Dean Baigent-Mercer, chairman of the Far North branch of Forest and Bird, issued the invitation because of "John Key's belittling attitude to people opposing toxic mining in Northland".
In response to the 70-person hikoi from Cape Reinga to Waitangi protesting over offshore oil drilling and mining in Northland, Mr Key said the protesters had "been fed misinformation" about the threats to Northland.
He said Waitangi, and other protesters who may be expressing historical grievances, were "a bit sad", and accused them of wanting "to make a lot of noise while the camera's on".

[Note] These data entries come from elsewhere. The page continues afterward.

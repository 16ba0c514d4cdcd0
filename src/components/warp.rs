use crate::{
    components::{band::RasterBand, mem::MemRaster, ResampleAlg},
    errors::Result,
};

/// Affine mapping between destination buffer pixels and source band
/// pixels, as handed to the warp delegate.
#[derive(Debug, Clone, Copy, PartialEq)]
pub struct WarpTransform {
    pub x_off: f64,
    pub y_off: f64,
    pub x_ratio_dst_to_src: f64,
    pub y_ratio_dst_to_src: f64,
}

impl WarpTransform {
    pub fn dst_to_src(&self, x: f64, y: f64) -> (f64, f64) {
        (
            x * self.x_ratio_dst_to_src + self.x_off,
            y * self.y_ratio_dst_to_src + self.y_off,
        )
    }

    pub fn src_to_dst(&self, x: f64, y: f64) -> (f64, f64) {
        (
            (x - self.x_off) / self.x_ratio_dst_to_src,
            (y - self.y_off) / self.y_ratio_dst_to_src,
        )
    }
}

/// One chunk-and-warp invocation against a memory-backed destination.
#[derive(Debug, Clone, Copy)]
pub struct WarpRequest {
    pub dst_x_off: usize,
    pub dst_y_off: usize,
    pub dst_width: usize,
    pub dst_height: usize,
    pub transform: WarpTransform,
    pub resample: ResampleAlg,
    pub nodata: Option<f64>,
}

/// External warp engine contract. The filtered resampling path delegates
/// complex-typed bands here; the engine itself never interprets complex
/// sample geometry.
pub trait Warper: Send + Sync {
    fn chunk_and_warp(
        &self,
        src: &RasterBand,
        dst: &mut MemRaster,
        req: &WarpRequest,
        progress: Option<&mut dyn FnMut(f64) -> bool>,
    ) -> Result<()>;
}
use log::warn;

use crate::{
    components::{
        band::RasterBand,
        overview::best_overview_level,
        pixel::Pixel,
        resample::raster_io_resampled,
        window::{BufferLayout, FloatWindow, Window},
        words::copy_words,
        ResampleAlg, RwFlag,
    },
    errors::{GridioError, Result},
};

/// Margin added before truncating fractional source coordinates, so
/// that ratios which should land exactly on an integer do.
const COORD_EPS: f64 = 1e-10;

/// Per-request options beyond the window and buffer layout.
#[derive(Default)]
pub struct IoOpts<'a> {
    pub resample: ResampleAlg,
    /// Fractional request window, carried alongside the integer one
    /// when the caller's window is not pixel aligned.
    pub float_window: Option<FloatWindow>,
    /// Called with completion in `[0, 1]`; returning `false` cancels
    /// the transfer.
    pub progress: Option<&'a mut dyn FnMut(f64) -> bool>,
    /// Permit heavily decimated reads without a suitable overview to
    /// return zeros instead of scanning the full-resolution band.
    pub allow_approx_overview: bool,
}

impl IoOpts<'_> {
    fn report(&mut self, complete: f64) -> Result<()> {
        if let Some(progress) = self.progress.as_mut() {
            if !progress(complete) {
                return Err(GridioError::Interrupted);
            }
        }
        Ok(())
    }
}
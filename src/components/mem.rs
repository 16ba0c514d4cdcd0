use std::sync::Mutex;

use crate::{
    components::{
        block::{alloc_zeroed, BlockStore},
        pixel::{Pixel, PixelType},
        words,
    },
    errors::Result,
};

/// In-memory block storage. Backs test rasters and any band whose pixels
/// live entirely in RAM; edge blocks read back zero outside the raster.
pub struct MemStore {
    width: usize,
    height: usize,
    block_width: usize,
    block_height: usize,
    word_bytes: usize,
    data: Mutex<Box<[u8]>>,
}

impl MemStore {
    pub fn zeroed(
        width: usize,
        height: usize,
        block_width: usize,
        block_height: usize,
        pixel_type: PixelType,
    ) -> Result<Self> {
        let word_bytes = pixel_type.size_bytes();
        Ok(Self {
            width,
            height,
            block_width,
            block_height,
            word_bytes,
            data: Mutex::new(alloc_zeroed(width * height * word_bytes)?),
        })
    }

    /// Build a store from a packed row-major pixel slice.
    pub fn from_pixels<T: Pixel>(
        width: usize,
        height: usize,
        block_width: usize,
        block_height: usize,
        pixels: &[T],
    ) -> Result<Self> {
        assert_eq!(pixels.len(), width * height);
        let store = Self::zeroed(width, height, block_width, block_height, T::TYPE)?;
        {
            let mut data = store.data.lock().unwrap_or_else(|e| e.into_inner());
            let bytes = unsafe {
                std::slice::from_raw_parts(pixels.as_ptr().cast::<u8>(), std::mem::size_of_val(pixels))
            };
            data.copy_from_slice(bytes);
        }
        Ok(store)
    }

    /// Snapshot of the raster as packed bytes.
    pub fn contents(&self) -> Vec<u8> {
        self.data.lock().unwrap_or_else(|e| e.into_inner()).to_vec()
    }
}

impl BlockStore for MemStore {
    fn read_block(&self, col: usize, row: usize, buf: &mut [u8]) -> Result<()> {
        let data = self.data.lock().unwrap_or_else(|e| e.into_inner());
        buf.fill(0);
        let x0 = col * self.block_width;
        let y0 = row * self.block_height;
        let cols = self.block_width.min(self.width.saturating_sub(x0));
        for by in 0..self.block_height.min(self.height.saturating_sub(y0)) {
            let src = ((y0 + by) * self.width + x0) * self.word_bytes;
            let dst = by * self.block_width * self.word_bytes;
            buf[dst..dst + cols * self.word_bytes]
                .copy_from_slice(&data[src..src + cols * self.word_bytes]);
        }
        Ok(())
    }

    fn write_block(&self, col: usize, row: usize, buf: &[u8]) -> Result<()> {
        let mut data = self.data.lock().unwrap_or_else(|e| e.into_inner());
        let x0 = col * self.block_width;
        let y0 = row * self.block_height;
        let cols = self.block_width.min(self.width.saturating_sub(x0));
        for by in 0..self.block_height.min(self.height.saturating_sub(y0)) {
            let dst = ((y0 + by) * self.width + x0) * self.word_bytes;
            let src = by * self.block_width * self.word_bytes;
            data[dst..dst + cols * self.word_bytes]
                .copy_from_slice(&buf[src..src + cols * self.word_bytes]);
        }
        Ok(())
    }
}

/// Packed row-major raster owned by the engine; the destination the
/// filtered resampling path (and the warp delegate) writes through before
/// the result is converted into the caller's buffer.
///
/// The raster may sit at a virtual origin: accessors take absolute
/// coordinates and subtract the origin, so only `width * height` pixels
/// are ever stored.
pub struct MemRaster {
    width: usize,
    height: usize,
    pixel_type: PixelType,
    x_origin: usize,
    y_origin: usize,
    data: Box<[u8]>,
}

impl MemRaster {
    pub fn new(width: usize, height: usize, pixel_type: PixelType) -> Result<Self> {
        Ok(Self {
            width,
            height,
            pixel_type,
            x_origin: 0,
            y_origin: 0,
            data: alloc_zeroed(width * height * pixel_type.size_bytes())?,
        })
    }

    pub fn with_origin(mut self, x: usize, y: usize) -> Self {
        self.x_origin = x;
        self.y_origin = y;
        self
    }

    pub fn width(&self) -> usize {
        self.width
    }

    pub fn height(&self) -> usize {
        self.height
    }

    pub fn pixel_type(&self) -> PixelType {
        self.pixel_type
    }

    /// Packed bytes of one row.
    pub fn row(&self, y: usize) -> &[u8] {
        let y = y - self.y_origin;
        let stride = self.width * self.pixel_type.size_bytes();
        &self.data[y * stride..(y + 1) * stride]
    }

    pub fn row_mut(&mut self, y: usize) -> &mut [u8] {
        let y = y - self.y_origin;
        let stride = self.width * self.pixel_type.size_bytes();
        &mut self.data[y * stride..(y + 1) * stride]
    }

    /// Store a real working value at (`x`, `y`), clipping to the raster's
    /// pixel type.
    pub fn set_real(&mut self, x: usize, y: usize, v: f64) {
        let size = self.pixel_type.size_bytes();
        let off = ((y - self.y_origin) * self.width + (x - self.x_origin)) * size;
        words::store_f64(self.pixel_type, &mut self.data[off..off + size], v);
    }

    pub fn get_real(&self, x: usize, y: usize) -> f64 {
        let size = self.pixel_type.size_bytes();
        let off = ((y - self.y_origin) * self.width + (x - self.x_origin)) * size;
        words::load_f64(self.pixel_type, &self.data[off..off + size])
    }
}
use std::process::ExitCode;

fn main() -> ExitCode {
    octopus_consumption::observability::init_tracing();

    match octopus_consumption::app::run() {
        Ok(()) => ExitCode::SUCCESS,
        Err(err) => {
            eprintln!("{err}");
            ExitCode::from(err.exit_code())
        }
    }
}
//! Domain types used throughout the pipeline.
//!
//! This module defines:
//!
//! - request inputs (`FuelType`, `DateRange`)
//! - API readings before and after normalization (`RawRecord`, `ConsumptionRecord`)
//! - per-day fetch outcomes (`DayFetch`, `RangeFetch`)

pub mod types;

pub use types::*;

Mr Key said he had heard about the hikoi's concerns from a spokesman, Joel Bristow, while inside the Te Tii meeting house on Wednesday.

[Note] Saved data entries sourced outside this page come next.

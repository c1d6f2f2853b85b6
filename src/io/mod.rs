//! Output helpers.
//!
//! - consumption CSV export (`export`)

pub mod export;

pub use export::*;
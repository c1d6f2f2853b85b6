use tracing_subscriber::EnvFilter;
use tracing_subscriber::filter::{Directive, LevelFilter};

/// Install the global fmt subscriber. Called once by the binary; the library
/// itself only emits events.
///
/// `RUST_LOG` takes precedence over the default `octopus_consumption=info`.
pub fn init_tracing() {
    let filter = EnvFilter::builder()
        .with_default_directive(default_directive())
        .from_env_lossy();

    tracing_subscriber::fmt()
        .with_env_filter(filter)
        .with_target(false)
        .with_writer(std::io::stderr)
        .init();
}

fn default_directive() -> Directive {
    "octopus_consumption=info"
        .parse()
        .unwrap_or_else(|_| LevelFilter::INFO.into())
}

"A lot of the comments were just ill-informed or wrong," Mr Key later said.
"The comments I made in rebuttal were 'come to Wellington, spend a week with my ministers. If, at the end of that week, you're proved to be right in the assertions you're making, I'll join your protest but, if you're proved to be wrong, go back and tell the protesters'."
But hikoi participants declined Mr Key's invitation to Wellington, instead inviting him back to Northland.
Mr Baigent-Mercer said the Government was not prepared to listen and was merely repeating the public relations lines of mining and oil companies.
Hikoi participants declined Mr Key's call to Wellington and instead issued their own invitation.
"We challenge John Key and Northland's MP Mike Sabin to swim for half an hour in the lakes of 40 million tonnes of toxic waste from Waihi's gold mine. Then, on returning to Northland, address a public meeting to hear how the experience has influenced their thinking," Mr Baigent-Mercer said.
"We have been very clear that we do not oppose all mining, but toxic hard rock mining that creates toxic waste."
Puhipuhi, all of Russell State Forest and parts of Whangaroa have mineral exploration permits over them.
"All the Northland target areas are flood-prone and we do not believe removing gold and leaving toxic waste is a responsible thing to do or that the Government is taking this seriously enough," Mr Baigent-Mercer said.
Eighteen tonnes of a toxic waste mix that could include mercury, cadmium and arsenic is produced for one gold ring using hard rock mining techniques.